Get last n lines or bytes of a huge file in Windows (like Unix's tail). Avoid time consuming options
Asked Answered
G

6

40

I need to retrieve the last n lines of huge files (1-4 Gb), in Windows 7. Due to corporate restrictions, I cannot run any command that is not built-in. The problem is that all solutions I found appear to read the whole file, so they are extremely slow.

Can this be accomplished, fast?

Notes:

  1. I managed to get the first n lines, fast.
  2. It is ok if I get the last n bytes. (I used this https://mcmap.net/q/393436/-get-the-first-n-characters-of-a-large-file-with-powershell for the first n bytes).

Solutions here Unix tail equivalent command in Windows Powershell did not work. Using -wait does not make it fast. I do not have -tail (and I do not know if it will work fast).

PS: There are quite a few related questions for head and tail, but not focused on the issue of speed. Therefore, useful or accepted answers there may not be useful here. E.g.,

Windows equivalent of the 'tail' command

CMD.EXE batch script to display last 10 lines from a txt file

Extract N lines from file using single windows command

https://serverfault.com/questions/490841/how-to-display-the-first-n-lines-of-a-command-output-in-windows-the-equivalent

powershell to get the first x MB of a file

https://superuser.com/questions/859870/windows-equivalent-of-the-head-c-command

Graphology answered 8/4, 2016 at 19:2 Comment(4)
Batch file is a bad choice for that, bacause it is very difficult or even almost impossible to handle binary files correctly (I suppose you are talking about such as you want to extract a certain amount of bytes rather than characters or lines); so I would definitely go for PS...Unsteady
@aschipfl: batch files are much simpler & faster than PSDump
@sancho: as a matter of interest, could you share your solution for reading the first n lines of a big file? I want to view the first couple of "lines" of a binary file that contains some text, but don't want to read the whole thing in...Stranger
@Stranger - This is an old question. I am not sure I keep that old version, and I wouldn't know at the moment where to look. My apologies.Graphology
C
20

How about this (reads last 8 bytes for demo):

$fpath = "C:\10GBfile.dat"
$fs = [IO.File]::OpenRead($fpath)
$fs.Seek(-8, 'End') | Out-Null
for ($i = 0; $i -lt 8; $i++)
{
    $fs.ReadByte()
}

UPDATE. To interpret bytes as string (but be sure to select correct encoding - here UTF8 is used):

$N = 8
$fpath = "C:\10GBfile.dat"
$fs = [IO.File]::OpenRead($fpath)
$fs.Seek(-$N, [System.IO.SeekOrigin]::End) | Out-Null
$buffer = new-object Byte[] $N
$fs.Read($buffer, 0, $N) | Out-Null
$fs.Close()
[System.Text.Encoding]::UTF8.GetString($buffer)

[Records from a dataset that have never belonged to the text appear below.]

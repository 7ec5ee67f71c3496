//! Named cross-process synchronization primitives.
//!
//! The protocol needs exactly two: a mutual-exclusion lock guarding the
//! whole region, and a coalescing wake signal standing in for a condition
//! variable across the process boundary. Both are reached by well-known
//! names so producer and consumer rendezvous without an fd exchange.
//!
//! The protocol logic only sees the [`SessionLock`] and [`WakeSignal`]
//! traits. The POSIX implementations are [`ProcessLock`] (a robust,
//! process-shared pthread mutex living in its own small named segment, so a
//! holder dying is detected as `EOWNERDEAD` and surfaced as
//! [`SyncError::Abandoned`]) and [`WakeLatch`] (a named semaphore clamped to
//! capacity 1, so repeated notifies coalesce and waiters must loop and
//! re-check state). The [`local`] module has deterministic in-process
//! substitutes used by tests.

use crate::error::{RingError, SyncError};
use crate::memory::SharedMapping;
use nix::errno::Errno;
use std::cell::UnsafeCell;
use std::ffi::CString;
use std::mem::MaybeUninit;
use std::sync::atomic::{AtomicU32, Ordering};
use std::sync::Arc;
use std::time::Duration;

pub trait SessionLock {
    type Guard<'a>
    where
        Self: 'a;

    /// Bounded wait for the lock. `Abandoned` means the previous holder died
    /// while holding it; the lock itself is left usable for the next caller.
    fn acquire(&self, timeout: Duration) -> Result<Self::Guard<'_>, SyncError>;
}

pub trait WakeSignal {
    /// Non-blocking. Signalling an already-signalled wake is a no-op.
    fn notify(&self) -> Result<(), SyncError>;

    /// Bounded wait for a pending signal, consuming it.
    fn wait(&self, timeout: Duration) -> Result<(), SyncError>;
}

impl<T: SessionLock> SessionLock for Arc<T> {
    type Guard<'a>
        = T::Guard<'a>
    where
        Self: 'a;

    fn acquire(&self, timeout: Duration) -> Result<Self::Guard<'_>, SyncError> {
        (**self).acquire(timeout)
    }
}

impl<T: WakeSignal> WakeSignal for Arc<T> {
    fn notify(&self) -> Result<(), SyncError> {
        (**self).notify()
    }

    fn wait(&self, timeout: Duration) -> Result<(), SyncError> {
        (**self).wait(timeout)
    }
}

const LOCK_READY: u32 = 0x4C4F_434B; // "LOCK"

#[repr(C)]
struct LockSegment {
    mutex: UnsafeCell<libc::pthread_mutex_t>,
    ready: AtomicU32,
}

/// Robust process-shared mutex in its own named shared memory segment.
pub struct ProcessLock {
    mapping: SharedMapping,
}

unsafe impl Send for ProcessLock {}
unsafe impl Sync for ProcessLock {}

impl ProcessLock {
    pub fn create(name: &str) -> Result<Self, RingError> {
        let mapping = SharedMapping::create(name, std::mem::size_of::<LockSegment>())?;
        let segment = unsafe { &*(mapping.ptr() as *const LockSegment) };
        unsafe {
            let mut attr = MaybeUninit::<libc::pthread_mutexattr_t>::uninit();
            pthread_check(libc::pthread_mutexattr_init(attr.as_mut_ptr()))?;
            pthread_check(libc::pthread_mutexattr_setpshared(
                attr.as_mut_ptr(),
                libc::PTHREAD_PROCESS_SHARED,
            ))?;
            pthread_check(libc::pthread_mutexattr_setrobust(
                attr.as_mut_ptr(),
                libc::PTHREAD_MUTEX_ROBUST,
            ))?;
            pthread_check(libc::pthread_mutex_init(segment.mutex.get(), attr.as_ptr()))?;
            libc::pthread_mutexattr_destroy(attr.as_mut_ptr());
        }
        segment.ready.store(LOCK_READY, Ordering::Release);
        Ok(ProcessLock { mapping })
    }

    pub fn open(name: &str) -> Result<Self, RingError> {
        let mapping = SharedMapping::open(name)?;
        if mapping.len() < std::mem::size_of::<LockSegment>() {
            return Err(RingError::RegionUnavailable);
        }
        let segment = unsafe { &*(mapping.ptr() as *const LockSegment) };
        if segment.ready.load(Ordering::Acquire) != LOCK_READY {
            return Err(RingError::RegionUnavailable);
        }
        Ok(ProcessLock { mapping })
    }

    fn segment(&self) -> &LockSegment {
        unsafe { &*(self.mapping.ptr() as *const LockSegment) }
    }
}

impl SessionLock for ProcessLock {
    type Guard<'a>
        = ProcessLockGuard<'a>
    where
        Self: 'a;

    fn acquire(&self, timeout: Duration) -> Result<ProcessLockGuard<'_>, SyncError> {
        let deadline = deadline_after(timeout);
        let mutex = self.segment().mutex.get();
        match unsafe { libc::pthread_mutex_timedlock(mutex, &deadline) } {
            0 => Ok(ProcessLockGuard { lock: self }),
            libc::ETIMEDOUT => Err(SyncError::Timeout),
            libc::EOWNERDEAD => {
                // We own the mutex now; make it usable again for whoever
                // retries after the session is reopened, then report the
                // death to the caller.
                unsafe {
                    libc::pthread_mutex_consistent(mutex);
                    libc::pthread_mutex_unlock(mutex);
                }
                Err(SyncError::Abandoned)
            }
            code => Err(SyncError::Os(Errno::from_raw(code))),
        }
    }
}

pub struct ProcessLockGuard<'a> {
    lock: &'a ProcessLock,
}

impl Drop for ProcessLockGuard<'_> {
    fn drop(&mut self) {
        unsafe {
            libc::pthread_mutex_unlock(self.lock.segment().mutex.get());
        }
    }
}

/// Named POSIX semaphore used as a capacity-1 wake signal.
pub struct WakeLatch {
    sem: *mut libc::sem_t,
}

unsafe impl Send for WakeLatch {}
unsafe impl Sync for WakeLatch {}

impl WakeLatch {
    pub fn create(name: &str) -> Result<Self, RingError> {
        let cname = sem_name(name)?;
        unsafe {
            libc::sem_unlink(cname.as_ptr());
        }
        let sem = unsafe {
            libc::sem_open(
                cname.as_ptr(),
                libc::O_CREAT | libc::O_EXCL,
                0o600 as libc::c_uint,
                0 as libc::c_uint,
            )
        };
        if sem == libc::SEM_FAILED {
            return Err(RingError::Mmap(Errno::last()));
        }
        Ok(WakeLatch { sem })
    }

    pub fn open(name: &str) -> Result<Self, RingError> {
        let cname = sem_name(name)?;
        let sem = unsafe { libc::sem_open(cname.as_ptr(), 0) };
        if sem == libc::SEM_FAILED {
            return match Errno::last() {
                Errno::ENOENT => Err(RingError::RegionUnavailable),
                errno => Err(RingError::Mmap(errno)),
            };
        }
        Ok(WakeLatch { sem })
    }
}

impl WakeSignal for WakeLatch {
    fn notify(&self) -> Result<(), SyncError> {
        let mut value: libc::c_int = 0;
        if unsafe { libc::sem_getvalue(self.sem, &mut value) } != 0 {
            return Err(SyncError::Os(Errno::last()));
        }
        // already signalled: coalesce instead of counting
        if value > 0 {
            return Ok(());
        }
        if unsafe { libc::sem_post(self.sem) } != 0 {
            return Err(SyncError::Os(Errno::last()));
        }
        Ok(())
    }

    fn wait(&self, timeout: Duration) -> Result<(), SyncError> {
        let deadline = deadline_after(timeout);
        loop {
            if unsafe { libc::sem_timedwait(self.sem, &deadline) } == 0 {
                return Ok(());
            }
            match Errno::last() {
                Errno::ETIMEDOUT => return Err(SyncError::Timeout),
                Errno::EINTR => continue,
                errno => return Err(SyncError::Os(errno)),
            }
        }
    }
}

impl Drop for WakeLatch {
    fn drop(&mut self) {
        unsafe {
            libc::sem_close(self.sem);
        }
    }
}

fn sem_name(name: &str) -> Result<CString, RingError> {
    CString::new(name).map_err(|_| RingError::InvalidConfig("name contains a NUL byte"))
}

fn pthread_check(code: libc::c_int) -> Result<(), RingError> {
    if code == 0 {
        Ok(())
    } else {
        Err(RingError::Sync(SyncError::Os(Errno::from_raw(code))))
    }
}

fn deadline_after(timeout: Duration) -> libc::timespec {
    let mut now = libc::timespec {
        tv_sec: 0,
        tv_nsec: 0,
    };
    unsafe {
        libc::clock_gettime(libc::CLOCK_REALTIME, &mut now);
    }
    let nsec = now.tv_nsec as i64 + timeout.subsec_nanos() as i64;
    libc::timespec {
        tv_sec: now.tv_sec + timeout.as_secs() as libc::time_t + (nsec / 1_000_000_000) as libc::time_t,
        tv_nsec: nsec % 1_000_000_000,
    }
}

/// Deterministic in-process implementations of the sync traits. They back
/// unit tests for the protocol logic; cross-process sessions use the named
/// POSIX primitives above.
pub mod local {
    use super::{SessionLock, WakeSignal};
    use crate::error::SyncError;
    use parking_lot::{Condvar, Mutex, MutexGuard};
    use std::time::Duration;

    #[derive(Default)]
    pub struct LocalLock {
        inner: Mutex<()>,
    }

    impl LocalLock {
        pub fn new() -> Self {
            Self::default()
        }
    }

    impl SessionLock for LocalLock {
        type Guard<'a>
            = MutexGuard<'a, ()>
        where
            Self: 'a;

        fn acquire(&self, timeout: Duration) -> Result<Self::Guard<'_>, SyncError> {
            self.inner.try_lock_for(timeout).ok_or(SyncError::Timeout)
        }
    }

    #[derive(Default)]
    pub struct LocalWake {
        pending: Mutex<bool>,
        condvar: Condvar,
    }

    impl LocalWake {
        pub fn new() -> Self {
            Self::default()
        }
    }

    impl WakeSignal for LocalWake {
        fn notify(&self) -> Result<(), SyncError> {
            let mut pending = self.pending.lock();
            if !*pending {
                *pending = true;
                self.condvar.notify_one();
            }
            Ok(())
        }

        fn wait(&self, timeout: Duration) -> Result<(), SyncError> {
            let mut pending = self.pending.lock();
            if !*pending {
                let result = self.condvar.wait_for(&mut pending, timeout);
                if result.timed_out() && !*pending {
                    return Err(SyncError::Timeout);
                }
            }
            *pending = false;
            Ok(())
        }
    }
}

#[cfg(test)]
mod tests {
    use super::local::{LocalLock, LocalWake};
    use super::*;
    use std::thread;

    fn unique_name(tag: &str) -> String {
        format!("/framering-sync-{}-{}", tag, std::process::id())
    }

    #[test]
    fn test_lock_round_trip_across_handles() {
        let name = unique_name("basic");
        let created = ProcessLock::create(&name).unwrap();
        let opened = ProcessLock::open(&name).unwrap();

        let guard = created.acquire(Duration::from_millis(100)).unwrap();
        assert!(matches!(
            opened.acquire(Duration::from_millis(30)),
            Err(SyncError::Timeout)
        ));
        drop(guard);
        let _ = opened.acquire(Duration::from_millis(100)).unwrap();
    }

    #[test]
    fn test_lock_open_before_create_is_unavailable() {
        let result = ProcessLock::open("/framering-sync-never-created");
        assert!(matches!(result, Err(RingError::RegionUnavailable)));
    }

    #[test]
    fn test_abandoned_holder_is_detected_then_recovered() {
        let name = unique_name("abandoned");
        let lock = Arc::new(ProcessLock::create(&name).unwrap());

        let holder = Arc::clone(&lock);
        thread::spawn(move || {
            let guard = holder.acquire(Duration::from_millis(100)).unwrap();
            std::mem::forget(guard);
        })
        .join()
        .unwrap();

        assert!(matches!(
            lock.acquire(Duration::from_millis(100)),
            Err(SyncError::Abandoned)
        ));
        // the detection pass made the mutex consistent again
        let _ = lock.acquire(Duration::from_millis(100)).unwrap();
    }

    #[test]
    fn test_wake_signal_coalesces() {
        let name = unique_name("wake");
        let latch = WakeLatch::create(&name).unwrap();

        latch.notify().unwrap();
        latch.notify().unwrap();
        latch.notify().unwrap();

        latch.wait(Duration::from_millis(100)).unwrap();
        assert!(matches!(
            latch.wait(Duration::from_millis(30)),
            Err(SyncError::Timeout)
        ));
    }

    #[test]
    fn test_wake_crosses_handles() {
        let name = unique_name("wake-cross");
        let creator = WakeLatch::create(&name).unwrap();
        let opener = WakeLatch::open(&name).unwrap();

        let waiter = thread::spawn(move || opener.wait(Duration::from_millis(500)));
        thread::sleep(Duration::from_millis(20));
        creator.notify().unwrap();
        waiter.join().unwrap().unwrap();
    }

    #[test]
    fn test_local_lock_times_out_while_held() {
        let lock = LocalLock::new();
        let guard = lock.acquire(Duration::from_millis(50)).unwrap();
        assert!(matches!(
            lock.acquire(Duration::from_millis(20)),
            Err(SyncError::Timeout)
        ));
        drop(guard);
        let _ = lock.acquire(Duration::from_millis(50)).unwrap();
    }

    #[test]
    fn test_local_wake_coalesces_and_times_out() {
        let wake = LocalWake::new();
        assert!(matches!(
            wake.wait(Duration::from_millis(10)),
            Err(SyncError::Timeout)
        ));
        wake.notify().unwrap();
        wake.notify().unwrap();
        wake.wait(Duration::from_millis(10)).unwrap();
        assert!(matches!(
            wake.wait(Duration::from_millis(10)),
            Err(SyncError::Timeout)
        ));
    }
}
use thiserror::Error;

/// Failures surfaced by the named synchronization primitives.
#[derive(Error, Debug, Clone, Copy, PartialEq, Eq)]
pub enum SyncError {
    #[error("timed out waiting for the primitive")]
    Timeout,

    #[error("the holder died without releasing the lock")]
    Abandoned,

    #[error("synchronization primitive failure: {0}")]
    Os(#[from] nix::errno::Errno),
}

#[derive(Error, Debug)]
pub enum RingError {
    #[error("protocol version mismatch: expected {expected:#018x}, found {found:#018x}")]
    VersionMismatch { expected: u64, found: u64 },

    #[error("shared region is not available")]
    RegionUnavailable,

    #[error("no frame became ready within the wait budget")]
    NotReady,

    #[error("region lock was abandoned; close and reopen the session")]
    Abandoned,

    #[error("producer stopped the stream")]
    Stopped,

    #[error("publish called after stop")]
    AlreadyStopped,

    #[error("inline payload of {size} bytes exceeds slot capacity of {capacity} bytes")]
    PayloadTooLarge { size: usize, capacity: usize },

    #[error("invalid ring configuration: {0}")]
    InvalidConfig(&'static str),

    #[error("memory mapping failed: {0}")]
    Mmap(nix::errno::Errno),

    #[error(transparent)]
    Sync(#[from] SyncError),
}

pub type Result<T> = std::result::Result<T, RingError>;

UPDATE 2. To read last M lines, we'll be reading the file by portions until there are more than M newline char sequences in the result:

$M = 3
$fpath = "C:\10GBfile.dat"

$result = ""
$seq = "`r`n"
$buffer_size = 10
$buffer = new-object Byte[] $buffer_size

$fs = [IO.File]::OpenRead($fpath)
while (([regex]::Matches($result, $seq)).Count -lt $M)
{
    $fs.Seek(-($result.Length + $buffer_size), [System.IO.SeekOrigin]::End) | Out-Null
    $fs.Read($buffer, 0, $buffer_size) | Out-Null
    $result = [System.Text.Encoding]::UTF8.GetString($buffer) + $result
}
$fs.Close()

($result -split $seq) | Select -Last $M

Try playing with bigger $buffer_size - this ideally is equal to expected average line length to make fewer disk operations. Also pay attention to $seq - this could be \r\n or just \n. This is very dirty code without any error handling and optimizations.

Canst answered 8/4, 2016 at 22:24 Comment(3)
This actually works fast, but it outputs the decimal code for each byte. I mean to get the corresponding string of chars.Graphology
Updated, please check. Just noticed I forgot $fs.Close() at the first sample but I hope it's not that critical with this proof-of-concept code. Good luck!Canst
Thanks! I was writing my own code, and posted an answer that works too. I do not usually code PS, so it may be rudimentary.Graphology
L
117

If you have PowerShell 3 or higher, you can use the -Tail parameter for Get-Content to get the last n lines.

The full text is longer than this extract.